Gray is best known for elevating people of colour by drawing on historic events to inspire his concepts. In this vein, he moulds his own narrative in each photo he takes, warping the past to weave a better future. His recreations of historical moments uplift ordinary people to compelling figures of power. Gray’s images, layered with shock value and meaning, enable him to comment on the political and social systems of our current and past generations.
The LA-based creative’s latest series, Black Utopia, displays ‘a world in which all Black people are represented in a positive and powerful light’. See it on display at Soho House West Hollywood on Thursday 17 February and read on to hear more from the emerging photographer.
Tell us about your perspective as a photographer. What can viewers consistently identify in your work?
‘Although I construct images of my own blueprint, I’m far from wedded to a singular artistic style. Some of my work is staged, but I allow natural instincts to inform the creative side. Spontaneity is a pivotal aspect of my documentary artistry. Progression is pivotal. My images, while distinguishable in their deliberate thematic motives, are simple with tangible rawness. I believe that my photography allows the viewer to step into an alternate reality, one seen through a learned lens of life experiences and documented Black history.’
Where does your inspiration come from?
‘A great inspiration I address in my work is time period. I begin with the 1950s and 1960s, and add a personal modernised twist. I’m also inspired by an array of people from different backgrounds: Gordon Parks, Spike Lee, and Malcom X; individuals who have served as pioneers for culture. Black Utopia is a specific series of mine, but I take photos of everyone, as long as the individual is willing to live in the created world for a brief moment in time. Race means absolutely nothing to me. Everyone has to right to have their story told.’

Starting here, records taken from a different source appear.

pub mod local_object_storage;

pub use local_object_storage::LocalObjectStorage;
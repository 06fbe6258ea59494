use std::sync::LazyLock;

use regex::Regex;
use serde::{Deserialize, Serialize};
use thiserror::Error;

pub const USERNAME_MIN_LENGTH: usize = 5;
pub const USERNAME_MAX_LENGTH: usize = 32;
pub const NATIONAL_ID_MIN_DIGITS: usize = 9;
pub const NATIONAL_ID_MAX_DIGITS: usize = 14;

// Egyptian mobile numbers: an optional +20 / 0020 / 20 / 0 prefix, then an
// operator prefix (10/11/12/15) and eight more digits.
static PHONE_PATTERN: LazyLock<Regex> = LazyLock::new(|| {
    Regex::new(r"^(\+?20|0020|0)?(1[0125][0-9]{8})$").expect("phone pattern compiles")
});

#[derive(Debug, Error, PartialEq, Eq)]
pub enum UsernameError {
    #[error("username must be from 5 to 32 chars")]
    InvalidLength,
}

/// Public handle shown to other users. Unique per account.
#[derive(Debug, Clone, PartialEq, Eq, Hash, Serialize, Deserialize)]
#[serde(try_from = "String", into = "String")]
pub struct Username(String);

impl Username {
    pub fn as_str(&self) -> &str {
        &self.0
    }
}

impl TryFrom<String> for Username {
    type Error = UsernameError;

    fn try_from(raw: String) -> Result<Self, Self::Error> {
        let trimmed = raw.trim();
        let length = trimmed.chars().count();
        if !(USERNAME_MIN_LENGTH..=USERNAME_MAX_LENGTH).contains(&length) {
            return Err(UsernameError::InvalidLength);
        }
        Ok(Self(trimmed.to_string()))
    }
}

impl From<Username> for String {
    fn from(username: Username) -> Self {
        username.0
    }
}

#[derive(Debug, Error, PartialEq, Eq)]
pub enum PhoneNumberError {
    #[error("phone number must be a valid Egyptian mobile number")]
    InvalidNumber,
}

/// Mobile number canonicalized to the local `0`-prefixed form, so
/// `+20 101 234 5678`, `0020 101 234 5678` and `0101-234-5678` all store as
/// `01012345678` and collide on the uniqueness check.
#[derive(Debug, Clone, PartialEq, Eq, Hash, Serialize, Deserialize)]
#[serde(try_from = "String", into = "String")]
pub struct PhoneNumber(String);

impl PhoneNumber {
    pub fn as_str(&self) -> &str {
        &self.0
    }
}

impl TryFrom<String> for PhoneNumber {
    type Error = PhoneNumberError;

    fn try_from(raw: String) -> Result<Self, Self::Error> {
        let compact: String = raw
            .chars()
            .filter(|c| !c.is_whitespace() && *c != '-')
            .collect();
        let captures = PHONE_PATTERN
            .captures(&compact)
            .ok_or(PhoneNumberError::InvalidNumber)?;
        // Whichever prefix was supplied, the stored form is the local one.
        Ok(Self(format!("0{}", &captures[2])))
    }
}

impl From<PhoneNumber> for String {
    fn from(phone: PhoneNumber) -> Self {
        phone.0
    }
}

#[derive(Debug, Error, PartialEq, Eq)]
pub enum NationalIdError {
    #[error("national id must be between 9 and 14 digits")]
    InvalidFormat,
}

/// Government-issued id. Optional in general, required for workers.
#[derive(Debug, Clone, PartialEq, Eq, Hash, Serialize, Deserialize)]
#[serde(try_from = "String", into = "String")]
pub struct NationalId(String);

impl NationalId {
    pub fn as_str(&self) -> &str {
        &self.0
    }
}

impl TryFrom<String> for NationalId {
    type Error = NationalIdError;

    fn try_from(raw: String) -> Result<Self, Self::Error> {
        let trimmed = raw.trim();
        let length = trimmed.len();
        if !(NATIONAL_ID_MIN_DIGITS..=NATIONAL_ID_MAX_DIGITS).contains(&length)
            || !trimmed.chars().all(|c| c.is_ascii_digit())
        {
            return Err(NationalIdError::InvalidFormat);
        }
        Ok(Self(trimmed.to_string()))
    }
}

impl From<NationalId> for String {
    fn from(national_id: NationalId) -> Self {
        national_id.0
    }
}
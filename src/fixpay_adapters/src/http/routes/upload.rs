use axum::{
    extract::{Multipart, State},
    http::HeaderMap,
    response::IntoResponse,
    Json,
};
use fixpay_application::UploadAvatarUseCase;
use fixpay_core::{AccountStore, RevokedTokenStore};

use super::{caller_account_id, error::AccountApiError};
use crate::auth::authenticate;
use crate::http::{envelope::ApiEnvelope, state::AppState};

struct UploadedFile {
    bytes: Vec<u8>,
    content_type: String,
    filename: String,
}

/// Takes the first multipart part that carries a filename; extra parts are
/// ignored.
async fn read_file_part(mut multipart: Multipart) -> Result<UploadedFile, AccountApiError> {
    while let Some(field) = multipart
        .next_field()
        .await
        .map_err(|e| AccountApiError::InvalidInput(e.to_string()))?
    {
        let Some(filename) = field.file_name().map(str::to_string) else {
            continue;
        };
        let content_type = field.content_type().unwrap_or_default().to_string();
        let bytes = field
            .bytes()
            .await
            .map_err(|e| AccountApiError::InvalidInput(e.to_string()))?
            .to_vec();

        return Ok(UploadedFile {
            bytes,
            content_type,
            filename,
        });
    }

    Err(AccountApiError::InvalidInput(
        "no file was uploaded".to_string(),
    ))
}

#[tracing::instrument(name = "Upload avatar", skip_all)]
pub async fn upload_avatar<A, R>(
    State(state): State<AppState<A, R>>,
    headers: HeaderMap,
    multipart: Multipart,
) -> Result<impl IntoResponse, AccountApiError>
where
    A: AccountStore + Clone + 'static,
    R: RevokedTokenStore + Clone + 'static,
{
    let claims = authenticate(&headers, &state.revoked_tokens, &state.token_config).await?;
    let account_id = caller_account_id(&claims)?;

    let file = read_file_part(multipart).await?;

    let use_case = UploadAvatarUseCase::new(state.accounts.clone(), state.storage.clone());
    let projection = use_case
        .execute(account_id, file.bytes, &file.content_type, &file.filename)
        .await?;

    Ok(Json(ApiEnvelope::success(
        "file uploaded successfully",
        projection,
    )))
}
use std::time::Duration;

use chrono::Utc;
use fixpay_core::{
    AccountId, AccountStore, AccountStoreError, RevokedTokenStore, RevokedTokenStoreError,
};

/// Error types for the delete account use case
#[derive(Debug, thiserror::Error)]
pub enum DeleteAccountError {
    #[error("Account not found")]
    NotFound,
    #[error("Account store error: {0}")]
    AccountStoreError(AccountStoreError),
    #[error("Revoked token store error: {0}")]
    RevokedTokenStoreError(#[from] RevokedTokenStoreError),
}

/// Delete account use case - soft-deletes the caller's account and revokes
/// the session it was called with.
pub struct DeleteAccountUseCase<A, R>
where
    A: AccountStore,
    R: RevokedTokenStore,
{
    account_store: A,
    revoked_tokens: R,
}

impl<A, R> DeleteAccountUseCase<A, R>
where
    A: AccountStore,
    R: RevokedTokenStore,
{
    pub fn new(account_store: A, revoked_tokens: R) -> Self {
        Self {
            account_store,
            revoked_tokens,
        }
    }

    #[tracing::instrument(name = "DeleteAccountUseCase::execute", skip(self))]
    pub async fn execute(
        &self,
        account_id: AccountId,
        token_id: String,
        token_remaining_ttl: Duration,
    ) -> Result<(), DeleteAccountError> {
        let mut account = match self.account_store.find_by_id(&account_id).await {
            Ok(account) => account,
            Err(AccountStoreError::AccountNotFound) => return Err(DeleteAccountError::NotFound),
            Err(e) => return Err(DeleteAccountError::AccountStoreError(e)),
        };

        // Deleting twice keeps the original window; schedule_deletion is a
        // no-op on an already-deleted account.
        account.schedule_deletion(Utc::now());
        self.account_store
            .update(&account)
            .await
            .map_err(DeleteAccountError::AccountStoreError)?;

        self.revoked_tokens
            .revoke(token_id, token_remaining_ttl)
            .await?;

        Ok(())
    }
}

How do you hope to evolve your work?
‘I aim to press forward and create more images to complete the Black Utopia series and add to my upcoming book. There’s never an end point to evolving as an artist. My goal is to one day be in numerous respected art galleries around the world. These stories don’t stop inside of the United States. People from all different backgrounds and facets of life deserve to have an experience with a framed piece of my work. Photography has also given me the film bug; I can see myself directing movies in future, but I’ll never stop taking pictures.’
Where did the idea for Black Utopia stem from?
‘I’m not a fan of how African Americans are portrayed publicly, whether it’s displaying us in a negative light in the media, constantly beating slavery over our heads in schools and movies, or the many injustices we’ve faced over decades within the judicial system. I understand that history can’t be rewritten; it’s a part of who I am as a Black man, but what I can do is use my art to alter the narrative and put my people in a positive light. This is how I came to the idea of Black Utopia.’
What would you like viewers to take away from the series?
‘I want them to dive into a beautiful Black experience. There’s a way out of every negative situation. Black Utopia is a mindset. They say beauty is pain, and with all the pain we’ve endured over the years, it’s time for the perfect world of happiness.’